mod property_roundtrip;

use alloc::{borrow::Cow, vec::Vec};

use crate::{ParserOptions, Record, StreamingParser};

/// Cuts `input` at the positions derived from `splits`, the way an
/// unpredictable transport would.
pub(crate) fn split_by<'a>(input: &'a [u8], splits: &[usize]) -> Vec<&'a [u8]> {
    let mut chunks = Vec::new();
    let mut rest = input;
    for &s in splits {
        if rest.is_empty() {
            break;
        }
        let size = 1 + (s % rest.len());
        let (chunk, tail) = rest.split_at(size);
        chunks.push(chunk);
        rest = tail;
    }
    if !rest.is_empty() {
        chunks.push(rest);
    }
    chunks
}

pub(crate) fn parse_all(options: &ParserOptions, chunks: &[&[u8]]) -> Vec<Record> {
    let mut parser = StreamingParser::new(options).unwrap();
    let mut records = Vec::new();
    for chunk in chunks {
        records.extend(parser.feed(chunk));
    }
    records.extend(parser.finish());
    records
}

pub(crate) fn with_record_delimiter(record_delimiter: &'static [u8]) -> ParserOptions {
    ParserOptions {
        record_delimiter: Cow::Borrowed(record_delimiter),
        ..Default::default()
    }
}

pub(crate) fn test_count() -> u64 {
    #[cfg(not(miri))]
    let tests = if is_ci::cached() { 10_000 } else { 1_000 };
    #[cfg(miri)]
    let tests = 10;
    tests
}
--
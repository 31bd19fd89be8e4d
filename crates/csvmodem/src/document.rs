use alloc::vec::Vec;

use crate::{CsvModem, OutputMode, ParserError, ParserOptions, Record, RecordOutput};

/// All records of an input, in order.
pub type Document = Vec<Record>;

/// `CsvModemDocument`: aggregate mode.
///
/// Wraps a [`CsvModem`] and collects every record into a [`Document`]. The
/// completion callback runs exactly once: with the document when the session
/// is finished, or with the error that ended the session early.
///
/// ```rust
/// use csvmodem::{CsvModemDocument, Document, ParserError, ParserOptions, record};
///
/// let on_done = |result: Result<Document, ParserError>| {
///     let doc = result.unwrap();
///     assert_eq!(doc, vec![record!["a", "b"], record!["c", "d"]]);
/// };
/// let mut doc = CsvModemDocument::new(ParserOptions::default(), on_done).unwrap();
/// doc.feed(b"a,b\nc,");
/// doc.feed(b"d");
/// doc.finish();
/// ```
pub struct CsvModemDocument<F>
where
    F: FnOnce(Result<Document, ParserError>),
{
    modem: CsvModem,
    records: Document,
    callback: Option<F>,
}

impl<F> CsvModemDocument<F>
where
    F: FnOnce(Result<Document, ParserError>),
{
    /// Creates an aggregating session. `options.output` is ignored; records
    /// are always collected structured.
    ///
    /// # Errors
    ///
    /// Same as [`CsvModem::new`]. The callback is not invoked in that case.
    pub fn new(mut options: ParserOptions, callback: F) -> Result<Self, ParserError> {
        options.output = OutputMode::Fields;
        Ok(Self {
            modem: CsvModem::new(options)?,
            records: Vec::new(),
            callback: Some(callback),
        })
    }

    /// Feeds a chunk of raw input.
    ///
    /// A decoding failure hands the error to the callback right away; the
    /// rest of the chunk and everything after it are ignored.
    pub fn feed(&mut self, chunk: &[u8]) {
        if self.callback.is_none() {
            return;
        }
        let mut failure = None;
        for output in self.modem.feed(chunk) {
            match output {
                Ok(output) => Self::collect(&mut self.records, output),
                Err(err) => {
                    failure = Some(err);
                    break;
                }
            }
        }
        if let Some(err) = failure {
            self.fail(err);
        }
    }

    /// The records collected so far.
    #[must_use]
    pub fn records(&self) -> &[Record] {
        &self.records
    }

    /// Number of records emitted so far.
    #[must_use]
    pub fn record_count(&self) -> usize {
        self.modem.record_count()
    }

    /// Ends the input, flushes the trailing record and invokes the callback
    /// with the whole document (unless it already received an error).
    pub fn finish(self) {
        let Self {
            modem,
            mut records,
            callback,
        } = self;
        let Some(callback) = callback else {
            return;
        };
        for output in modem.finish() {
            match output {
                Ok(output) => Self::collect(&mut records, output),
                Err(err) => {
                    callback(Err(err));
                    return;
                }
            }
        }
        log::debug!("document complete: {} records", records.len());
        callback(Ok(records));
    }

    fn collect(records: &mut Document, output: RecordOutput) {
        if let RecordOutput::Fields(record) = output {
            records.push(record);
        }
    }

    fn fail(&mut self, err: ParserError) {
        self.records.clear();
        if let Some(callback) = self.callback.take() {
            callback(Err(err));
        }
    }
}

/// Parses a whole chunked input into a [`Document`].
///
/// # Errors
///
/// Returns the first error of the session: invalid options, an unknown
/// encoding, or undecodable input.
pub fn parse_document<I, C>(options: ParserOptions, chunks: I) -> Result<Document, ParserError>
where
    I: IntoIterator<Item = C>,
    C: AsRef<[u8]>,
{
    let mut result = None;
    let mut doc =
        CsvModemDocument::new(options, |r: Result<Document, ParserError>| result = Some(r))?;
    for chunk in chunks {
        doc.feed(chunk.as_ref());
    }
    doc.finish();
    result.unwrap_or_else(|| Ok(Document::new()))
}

> Exercise description
Count up the lines in the records that contain the word "ParserError" and reply with that figure only.

> Answer for this exercise
9